Mr Orwell explains the job of a coal miner,then goes on to talk about
the importance of coal to the world, and in the end explains that a coal
miner's yearly earnings he estimates to be between 115 to 150 pounds, This figure is not much considering that the
middle class make 200 to 2000 pounds a year, for work not nearly as hard or as
vital to society. Mr Orwell then talks
about the poor living conditions of these people The miners and all the working class people
live in back to back houses that are set up so there is no back yard; the same
back wall is used for two houses. There
is no plumbing or bathroom inside the houses and usually there is at least four
or five people sleeping in the same room, often the same bed. Their furniture is usually crates and they
cannot afford linen for their beds.
These houses are arranged in rows with about fifteen outhouses being at
the end of one side of rows.
In the second
half of his book Mr. Orwell attempts to explain why socialism is losing its
popularity. Mr Orwell attributes this
mostly to the fact of mistaken methods of propaganda. That is to say that socialism in the form it
is currently being presented to the people has something in it distasteful to
the people One possible answer to this
that Mr. Orwell came up with was that socialists themselves were the offensive
thing. Mr. Orwell noted that the average
socialist is a “prim little man with a white-collar job, usually a secret
teetotaler and often with vegetarian leanings, with a history of non-conformity
behind him, and above all, with a social position which he has no intention of
forfeiting.” (p 173) Another impression Mr. Orwell has is that
just mentioning the name socialism draws every lunatic to it like a magnet.
Industrialism is
another reason for socialism's decline.
Socialism is for the industrialism and the advancement of technology,
while many people blame industrialization for the hardships they suffer. Other reasons for this decline could be the
belief that socialism could lead to fascism, and the fact that many socialists
believe that socialism will arrive on its own due to historic necessity.
As I said in the
beginning, this book was written for socialist propaganda. Where in the last part Mr. Orwell criticizes
socialism, he in fact only says change these things and he believes socialism
will flourish. His definition of
socialism is the end of tyranny. However
it is also important to point out that at the beginning of this book there is a rebuttal by
the publisher, in which he tells everyone reading the book to disregard the
second part of the book, and that it was only published because of its accurate
description of the working class.
My opinion of the
book is that it was interesting even considering that I disagree with
socialism.
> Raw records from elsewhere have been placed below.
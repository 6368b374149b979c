//! v1 Chat handlers.

use axum::extract::State;
use axum_extra::extract::Query;
use validator::Validate;

use crate::api::v1::dto::{
    ChatMessageRequest, ChatMessageResponse, ClearConversationResponse,
    ConversationHistoryResponse, ConversationTurnResponse, MessagesQuery,
};
use crate::api::v1::response::{ApiError, ApiResponse, ErrorCode};
use crate::api::{AppJson, AppState};

/// `POST /api/v1/messages`
#[utoipa::path(
    post,
    path = "/api/v1/messages",
    tag = "messages",
    operation_id = "messages.send",
    request_body = ChatMessageRequest,
    responses(
        (status = 201, description = "Assistant reply", body = ChatMessageResponse),
        (status = 400, description = "Invalid body", body = ApiError),
        (status = 500, description = "The model returned no reply", body = ApiError),
    )
)]
pub async fn send_message(
    State(state): State<AppState>,
    AppJson(req): AppJson<ChatMessageRequest>,
) -> ApiResponse<ChatMessageResponse> {
    if let Err(e) = req.validate() {
        return ApiResponse::error(ErrorCode::InvalidRequest, e.to_string());
    }

    match state.chat.process_message(&req.user_id, &req.text).await {
        Ok(reply) => ApiResponse::created(ChatMessageResponse::from(reply)),
        Err(e) => e.into(),
    }
}

/// `GET /api/v1/messages`
#[utoipa::path(
    get,
    path = "/api/v1/messages",
    tag = "messages",
    operation_id = "messages.history",
    params(MessagesQuery),
    responses(
        (status = 200, description = "Conversation history, oldest first", body = ConversationHistoryResponse),
        (status = 400, description = "Missing user_id", body = ApiError),
    )
)]
pub async fn get_history(
    State(state): State<AppState>,
    Query(query): Query<MessagesQuery>,
) -> ApiResponse<ConversationHistoryResponse> {
    let Some(user_id) = query.user_id.filter(|id| !id.trim().is_empty()) else {
        return ApiResponse::error(ErrorCode::InvalidRequest, "user_id is required");
    };

    match state.chat.history(&user_id).await {
        Ok(turns) => ApiResponse::success(ConversationHistoryResponse {
            user_id,
            messages: turns
                .into_iter()
                .map(ConversationTurnResponse::from)
                .collect(),
        }),
        Err(e) => e.into(),
    }
}

/// `DELETE /api/v1/messages`
#[utoipa::path(
    delete,
    path = "/api/v1/messages",
    tag = "messages",
    operation_id = "messages.clear",
    params(MessagesQuery),
    responses(
        (status = 200, description = "Conversation cleared", body = ClearConversationResponse),
        (status = 400, description = "Missing user_id", body = ApiError),
    )
)]
pub async fn clear_history(
    State(state): State<AppState>,
    Query(query): Query<MessagesQuery>,
) -> ApiResponse<ClearConversationResponse> {
    let Some(user_id) = query.user_id.filter(|id| !id.trim().is_empty()) else {
        return ApiResponse::error(ErrorCode::InvalidRequest, "user_id is required");
    };

    match state.chat.clear(&user_id).await {
        Ok(removed) => ApiResponse::success(ClearConversationResponse { user_id, removed }),
        Err(e) => e.into(),
    }
}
It was particularly
interesting to note Mr. Orwell's warning about fascism and the impending war he
believed would come. Although by 1937 I
would imagine that view of fascism should have been common, it was interesting
to note that Mr. Orwell believed that only socialism could save the world from
fascism. As to how this book relates to
our reading, we have just gotten to this point in the reading and I am writing
this paper before I read the chapters.